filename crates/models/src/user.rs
use chrono::{DateTime, Utc};
use serde::{Deserialize, Serialize};
use uuid::Uuid;

use crate::errors::ModelError;

/// Account holder. The password hash lives with the auth repository, never here.
#[derive(Debug, Clone, PartialEq, Serialize, Deserialize)]
pub struct User {
    pub id: Uuid,
    pub email: String,
    pub name: String,
    pub created_at: DateTime<Utc>,
}

impl User {
    pub fn new(email: &str, name: &str) -> Result<Self, ModelError> {
        validate_email(email)?;
        validate_name(name)?;
        Ok(Self {
            id: Uuid::new_v4(),
            email: email.to_string(),
            name: name.trim().to_string(),
            created_at: Utc::now(),
        })
    }
}

pub fn validate_email(email: &str) -> Result<(), ModelError> {
    let trimmed = email.trim();
    if trimmed.is_empty() || !trimmed.contains('@') || trimmed.starts_with('@') || trimmed.ends_with('@') {
        return Err(ModelError::Validation("invalid email".into()));
    }
    Ok(())
}

pub fn validate_name(name: &str) -> Result<(), ModelError> {
    if name.trim().is_empty() {
        return Err(ModelError::Validation("name required".into()));
    }
    Ok(())
}

#[cfg(test)]
mod tests {
    use super::*;

    #[test]
    fn new_user_trims_name() {
        let u = User::new("dev@example.com", "  Dev  ").unwrap();
        assert_eq!(u.name, "Dev");
        assert_eq!(u.email, "dev@example.com");
    }

    #[test]
    fn rejects_bad_email() {
        assert!(validate_email("no-at-sign").is_err());
        assert!(validate_email("@leading").is_err());
        assert!(validate_email("trailing@").is_err());
        assert!(validate_email("ok@example.com").is_ok());
    }

    #[test]
    fn rejects_blank_name() {
        assert!(validate_name("   ").is_err());
    }
}
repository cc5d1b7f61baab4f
pub mod file;
//! Platform stats adapters.
//!
//! Each adapter fetches (GitHub, LeetCode, Medium) or synthesizes
//! (HackerRank) or politely declines (LinkedIn, X/Twitter) platform data and
//! reshapes it into the stable schemas the dashboard consumes.

use thiserror::Error;

pub mod github;
pub mod hackerrank;
pub mod leetcode;
pub mod linkedin;
pub mod medium;
pub mod twitter;

#[derive(Debug, Error)]
pub enum StatsError {
    #[error("{0}")]
    NotFound(String),
    #[error("{0}")]
    RateLimited(String),
    #[error("upstream error: {0}")]
    Upstream(String),
    #[error("parse error: {0}")]
    Parse(String),
}

impl StatsError {
    pub(crate) fn upstream(e: impl std::fmt::Display) -> Self {
        Self::Upstream(e.to_string())
    }
}
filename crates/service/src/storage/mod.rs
pub mod json_map_store;
use dotenvy::dotenv;
use tracing::{error, info};
use uuid::Uuid;

fn init_logging() {
    // Load .env first so RUST_LOG and friends take effect
    dotenv().ok();
    common::utils::logging::init_logging_default();
    info!(service = "server", event = "logger_init", "tracing subscriber initialized");
}

fn main() -> std::process::ExitCode {
    init_logging();

    let service_id = Uuid::new_v4();
    let pid = std::process::id();
    let version = env!("CARGO_PKG_VERSION");

    std::panic::set_hook(Box::new({
        let service_id = service_id;
        move |info| {
            error!(
                service = "server",
                event = "panic",
                %service_id,
                pid,
                message = %info,
                "unhandled panic occurred"
            );
        }
    }));

    // Thread count from config.toml, else TOKIO_WORKER_THREADS
    let worker_threads = match configs::AppConfig::load_and_validate() {
        Ok(cfg) => cfg.server.worker_threads,
        Err(_) => std::env::var("TOKIO_WORKER_THREADS").ok().and_then(|v| v.parse::<usize>().ok()),
    };

    let mut builder = tokio::runtime::Builder::new_multi_thread();
    builder.enable_all();
    if let Some(w) = worker_threads { builder.worker_threads(w); }

    let rt = match builder.build() {
        Ok(rt) => rt,
        Err(e) => {
            error!(service = "server", event = "runtime_build_failed", error = %e, "failed to build tokio runtime");
            return std::process::ExitCode::FAILURE;
        }
    };

    info!(
        service = "server",
        event = "start",
        %service_id,
        pid,
        version,
        threads = worker_threads.unwrap_or_default(),
        "devlink server starting"
    );

    let exit_code = rt.block_on(async move {
        let server_task = tokio::spawn(async move {
            if let Err(e) = server::run().await {
                error!(service = "server", event = "run_failed", error = %e, "server::run returned error");
                Err(e)
            } else {
                Ok(())
            }
        });

        tokio::select! {
            res = server_task => {
                match res {
                    Ok(Ok(())) => {
                        info!(service = "server", event = "stop", %service_id, pid, "server stopped normally");
                        std::process::ExitCode::SUCCESS
                    }
                    Ok(Err(_)) => {
                        std::process::ExitCode::FAILURE
                    }
                    Err(e) => {
                        error!(service = "server", event = "task_join_error", error = %e, "server task join error");
                        std::process::ExitCode::FAILURE
                    }
                }
            }
            _ = tokio::signal::ctrl_c() => {
                info!(service = "server", event = "shutdown_signal", %service_id, pid, "received Ctrl+C, shutting down");
                std::process::ExitCode::SUCCESS
            }
        }
    });

    exit_code
}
|---|
**WHAT TO PRODUCE:**
The answer must be all the lines above that hold the word "version".

**OUTPUT FOR THIS EXERCISE:**
    let version = env!("CARGO_PKG_VERSION");
        version,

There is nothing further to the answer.